何祖傑和陳思一起回到宿遷尋找小潘。等真正來到小潘的家,才發現白色房子裡已經沒有他生活過的痕跡,父親拿出唯一的A4紙身份證複印件,他說,兒子已經3年沒有回家了。當陳思說自己3年前在南京長江大橋上救下小潘後,父親板著臉回答,我怎麽會不驚訝呢?自己12年前腦梗後兒子就出去打工,但兒子從不給家裡打電話。

“他曾經是個好孩子。”父親最後說。

半小時後,陳思和何祖傑決定離開。走到村口,陳思突然說,找不到他沒辦法,這後面的生死也跟我沒多大關係了,我決定不了的。

“你知道,這是一句‘反話’,他不一定知道有什麽結構性困境,他隻說他的無力感。”何祖傑說。

當我8年後獨自再來到喬平的家時,那所祖宅仍然沒有變動,木門垂落著一條條木屑,門前隻堆放了一攤沙和一雙沾滿黃泥的黑色女士布鞋。崔芳見到我後立馬說,“昨天鄰居告訴我說有人來找我,我一想就是陳老闆,除了他還有誰會來看我呢,真是好人。”

喬平被一大群人送回來的那晚,她並不知道他是抱著要死的決心,帶著身上最後的一百元去了大橋。吃晚飯的時候,她問喬平,不是吃完早飯就說自己去街上耍嗎?喬平回答,我上大橋跳橋去了,我的日子多難過啊。

聽完,崔芳和喬平爭吵了起來,她氣得“連飯都沒吃下”,隻不停回嘴,像這樣我和你分開來過。趕忙打電話給二兒子和小兒子,他們的第一反應卻是,爸爸為什麽像這樣子丟人?你腿斷了我們把你拖去瞧,我們哪兒對不住你?

當然,崔芳沒敢給大兒子打去最後一通電話,她心裡知道,不能打。那之前,喬平坐三輪車摔斷了腿要“釘釘子”,大媳婦死也不願意分攤一萬元的醫藥費,二兒子惱得把家裡板凳往大兒子臉上砸,卻把前來阻攔的小弟砸出了一道腦袋上的豁口。

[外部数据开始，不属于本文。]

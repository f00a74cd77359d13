//! Runtime for executing chats
//!
//! Each chat gets its own actor task; the registry routes inbound messages
//! to it, creating the actor on first contact.

mod executor;
pub mod traits;

#[cfg(test)]
pub mod testing;

pub use executor::ChatRuntime;
pub use traits::*;

use crate::chart::PngChartRenderer;
use crate::config::RestWindow;
use crate::state_machine::{ChatId, Event, Session};
use crate::store::{ExerciseStore, MediaRef};
use crate::telegram::TelegramTransport;
use std::collections::HashMap;
use std::sync::Arc;
use tokio::sync::{mpsc, watch, RwLock};

/// Type alias for the production registry with concrete implementations
pub type ProductionRegistry = SessionRegistry<TelegramTransport, PngChartRenderer>;

/// A message received from the chat platform
#[derive(Debug, Clone, PartialEq)]
pub struct InboundMessage {
    pub chat_id: ChatId,
    pub content: InboundContent,
}

#[derive(Debug, Clone, PartialEq)]
pub enum InboundContent {
    Text(String),
    Photo { file_id: String },
    Video { file_id: String },
}

impl InboundMessage {
    #[allow(dead_code)] // Used by tests
    pub fn text(chat_id: ChatId, text: impl Into<String>) -> Self {
        Self {
            chat_id,
            content: InboundContent::Text(text.into()),
        }
    }

    pub fn into_event(self) -> Event {
        match self.content {
            InboundContent::Text(text) => Event::Text { text },
            InboundContent::Photo { file_id } => Event::Media {
                media: MediaRef::photo(file_id),
            },
            InboundContent::Video { file_id } => Event::Media {
                media: MediaRef::video(file_id),
            },
        }
    }
}

/// Handle to interact with a running chat
#[derive(Clone)]
pub struct ChatHandle {
    pub event_tx: mpsc::Sender<Event>,
    pub session_rx: watch::Receiver<Session>,
}

/// Manager for all chat runtimes
pub struct SessionRegistry<T, C>
where
    T: Transport + 'static,
    C: ChartRenderer + 'static,
{
    store: ExerciseStore,
    transport: Arc<T>,
    charts: Arc<C>,
    rest: RestWindow,
    chats: RwLock<HashMap<ChatId, ChatHandle>>,
}

impl<T, C> SessionRegistry<T, C>
where
    T: Transport + 'static,
    C: ChartRenderer + 'static,
{
    pub fn new(store: ExerciseStore, transport: T, charts: C, rest: RestWindow) -> Self {
        Self {
            store,
            transport: Arc::new(transport),
            charts: Arc::new(charts),
            rest,
            chats: RwLock::new(HashMap::new()),
        }
    }

    #[allow(dead_code)] // Used by tests
    pub fn store(&self) -> &ExerciseStore {
        &self.store
    }

    #[allow(dead_code)] // Used by tests
    pub fn transport(&self) -> &Arc<T> {
        &self.transport
    }

    /// Get the handle of a chat, starting its runtime on first contact
    pub async fn get_or_create(&self, chat: ChatId) -> ChatHandle {
        // Check if already running
        {
            let chats = self.chats.read().await;
            if let Some(handle) = chats.get(&chat) {
                return handle.clone();
            }
        }

        let mut chats = self.chats.write().await;
        // Another task may have created it while we waited for the write lock
        if let Some(handle) = chats.get(&chat) {
            return handle.clone();
        }

        let (event_tx, event_rx) = mpsc::channel(32);
        let (session_tx, session_rx) = watch::channel(Session::default());

        let runtime = ChatRuntime::new(
            chat,
            self.store.clone(),
            Arc::clone(&self.transport),
            Arc::clone(&self.charts),
            self.rest,
            event_rx,
            event_tx.clone(),
            session_tx,
        );
        tokio::spawn(runtime.run());

        let handle = ChatHandle {
            event_tx,
            session_rx,
        };
        chats.insert(chat, handle.clone());
        tracing::debug!(chat_id = %chat, chats = chats.len(), "Registered chat");
        handle
    }

    /// Route an inbound message to its chat
    pub async fn dispatch(&self, message: InboundMessage) -> Result<(), String> {
        let chat = message.chat_id;
        self.send_event(chat, message.into_event()).await
    }

    pub async fn send_event(&self, chat: ChatId, event: Event) -> Result<(), String> {
        let handle = self.get_or_create(chat).await;
        handle
            .event_tx
            .send(event)
            .await
            .map_err(|e| format!("Failed to send event: {e}"))
    }

    /// Latest published session of a chat, if it has one
    #[allow(dead_code)] // Used by tests
    pub async fn session(&self, chat: ChatId) -> Option<Session> {
        let chats = self.chats.read().await;
        chats.get(&chat).map(|h| h.session_rx.borrow().clone())
    }

    #[allow(dead_code)] // Used by tests
    pub async fn chat_count(&self) -> usize {
        self.chats.read().await.len()
    }
}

兩天之後,喬平不再想自殺。崔芳對他說,能怎麽過?慢慢過就是了。只不過,陳思一直以為幫他們辦下來的低保名額,最後其實並沒有辦下來。村裡說,他們家三個兒子,算什麽低保戶呢?兩人靠著後院的土地種棉花,又去南京打工,喬平卻在廚房舀米的時候摔在水泥地上,從此摔成了腦癱。

等陳思再次來到那座灰磚平房,距離喬平在床上永遠合上雙眼還有半年。進門後,喬平躺在床上,原來一米八的身子縮在了一塊兒。崔芳指著陳思,問你看這是誰的時候,喬平隻張大嘴巴——“啊,啊?”

一小時後,陳思準備帶記者離開,崔芳突然喊,“不行了,他嗓子發脹!”陳思折回來,以為喬平會死在他的眼前,他們站在床旁,看見崔芳把喬平腰部的布肚兜裹緊拆下,又把墊被抽去,房裡彌漫著一股氣味,原來是積累5天的糞便一肚子拉了出來。

回憶起喬平,陳思總會提起,“我讓他多活了5年,還不錯。”

“你救的人最終還是會死的。有時我甚至會覺得,喬老爺如果當時從橋上跳下,也許不必再承擔最後這3年的痛苦。”我說。

陳思望向江面,此時河流仍然發出它那永不停息的呼吸聲,江水一層層衝擊岸邊,浪潮聲與風聲交替而來,“但當時,他不是坦然地死,他是被絕境逼的。”

當崔芳發現擺在喬平床前的花卷和饅頭沒有咬動的痕跡,她爬到床上把喬平扶起,看他不吱聲,又晃了晃他的腦袋,直到晃出來嘴裡的血。

喬平合上雙眼兩個小時後,崔芳撥通了陳思的號碼。她已經不記得陳思的姓氏,只在電話裡說,大哥,我們家老喬走了。陳思為電話裡這個女人的哭聲半蒙半猜,喬老爺去世了?他說自己在廣州,沒法回來吊唁。

兩分鐘後,陳思掛掉電話,走向正在合影的人群中。下一個周末,他又走上了南京長江大橋,去尋找那些即將自殺的人們。